圖4. SWATHtoMRM技術定量性能評估。(a) 3種方法在不同稀釋梯度中的代謝物檢出數比較。 (b) 細化到不同豐度范圍時代謝物檢出數。(c)R²累積分布,從R²=1到R²=0.8,滿足條件的代謝物數目逐漸增多。(d) 列舉了兩種實際代謝物的定量線性范圍。(e) 兩個相鄰稀釋梯度間的比值分布圖。
SWATHtoMRM實用性評估
為了評估SWATHtoMRM技術的實用性能,作者將該技術運用于結腸癌(CRC)診斷標志物的發現研究(18對樣品作為訓練集,42對用作驗證集)。利用pooled QC樣品構建了1705個MRM離子對,并成功檢測到了其中的1303(76.4%)個代謝物。總共有1213(93.1%)個代謝物在>4個實際組織樣品中加測到,并用于后續統計分析。從QC樣品的RSD以及PCA分析結果來看,SWATHtoMRM在重復性和靈敏度方面顯著優于SWATH-MS¹技術,主要表現在更低中位RSD值和較窄的RSD分布(圖5a),以及PCA得分圖中更小的組內離散度和更大的組間分離度(圖5b)。
在生物標志物發現研究階段,1303個代謝物中有358個具有統計學差異(fold-change >1.5, p-value > 0.01),其中67個被成功鑒定。隨后,使用PLS-DA模型分析了CRC癌組織與癌旁組織的代謝物差異,VIP最高的20個代謝物被定義為潛在生物標志物(圖5d),并具有極好的辨別能力(AUC = 1)。接下來,作者在驗證集樣品中檢測了這20個代謝物,并評估了其預測精度,結果發現這些代謝物在驗證集樣品中同樣具有極好的辨別能力(AUC=0.998,95% CI)(圖5e)。
最后,作者使用CRC病人手術切除前后血漿樣品來評估了這些代謝物的預后標志物潛力。其中17個代謝物表現出可靠的預測能力(AUC = 0.779,95% CI,sensitivity = 91.2%,specificity = 64.7%)(圖5f)。

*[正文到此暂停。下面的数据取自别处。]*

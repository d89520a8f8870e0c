//! Syntax checking for YAML content.
//!
//! A syntax checker looks at the full text of a file and reports the first
//! fatal parse failure, if any. The grammar itself lives in `serde_yaml`.

use regex::Regex;
use serde::de::IgnoredAny;
use serde::Deserialize;

/// A problem reported by a syntax checker.
#[derive(Debug, Clone, PartialEq, Eq)]
pub struct LintProblem {
    /// 1-based line, 0 when unknown.
    pub line: usize,
    /// 1-based column, 0 when unknown.
    pub column: usize,
    pub message: String,
}

impl LintProblem {
    pub fn new(line: usize, column: usize, message: impl Into<String>) -> Self {
        Self {
            line,
            column,
            message: message.into(),
        }
    }
}

/// Detects the fatal syntax error of a YAML text.
pub trait SyntaxChecker: Send + Sync {
    /// Returns the first problem that prevents the text from being parsed.
    fn syntax_error(&self, text: &str) -> Option<LintProblem>;
}

impl<F> SyntaxChecker for F
where
    F: Fn(&str) -> Option<LintProblem> + Send + Sync,
{
    fn syntax_error(&self, text: &str) -> Option<LintProblem> {
        self(text)
    }
}

lazy_static::lazy_static! {
    static ref POSITION_SUFFIX: Regex = Regex::new(r" at line \d+ column \d+").unwrap();
}

/// Syntax checker backed by `serde_yaml`.
///
/// Every document of a multi-document stream is parsed; the first failure
/// wins. Documents are not built into values, so semantic problems such as
/// duplicate keys are left to rule checks.
#[derive(Debug, Clone, Copy, Default)]
pub struct YamlSyntaxChecker;

impl YamlSyntaxChecker {
    pub fn new() -> Self {
        Self
    }
}

impl SyntaxChecker for YamlSyntaxChecker {
    fn syntax_error(&self, text: &str) -> Option<LintProblem> {
        for document in serde_yaml::Deserializer::from_str(text) {
            if let Err(e) = IgnoredAny::deserialize(document) {
                return Some(problem_from_error(&e));
            }
        }
        None
    }
}

fn problem_from_error(err: &serde_yaml::Error) -> LintProblem {
    let (line, column) = err
        .location()
        .map(|loc| (loc.line(), loc.column()))
        .unwrap_or((0, 0));

    // The position is carried separately, drop it from the message.
    let message = POSITION_SUFFIX.replace_all(&err.to_string(), "").into_owned();
    LintProblem::new(line, column, format!("syntax error: {}", message))
}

圖5. (a) QC樣品中檢測到的1213個代謝物RSD值分布。(b) 分別使用SWATH-MS¹和SWATHtoMRM技術檢測癌組織和癌旁組織中代謝物得到的PCA打分。(c)生物標志物發現研究的SWATHtoMRM實驗流程。(d) 火山圖展示1213個檢測到的代謝物,紅色點表示定義的20個潛在生物標志物。(e) 使用驗證集組織樣品的20個代謝物構建的PLS預測模型ROC曲線(左)和概率分布圖(右)。(f) 使用驗證集血漿樣品的17個代謝物構建的PLS預測模型ROC曲線(左)和概率分布圖(右)。
代謝組學文獻分享—總結
作者開發了一種新的靶向代謝組學技術—SWATHtoMRM,可同時檢測高達1000-2000個代謝物。并從多個角度詳細對比了SWATHtoMRM與DDA、SWATH-MS¹以及SWATH-MS²技術之間的優劣。與DDA相比,SWATHtoMRM技術能夠構建更多的MRM離子對。而與SWATH-MS技術相比,SWATHtoMRM具有更好的重復性、更高的靈敏度和更廣的覆蓋度。同時通過實際案例探究了該方法在代謝物生物標志物發現研究中的巨大潛力。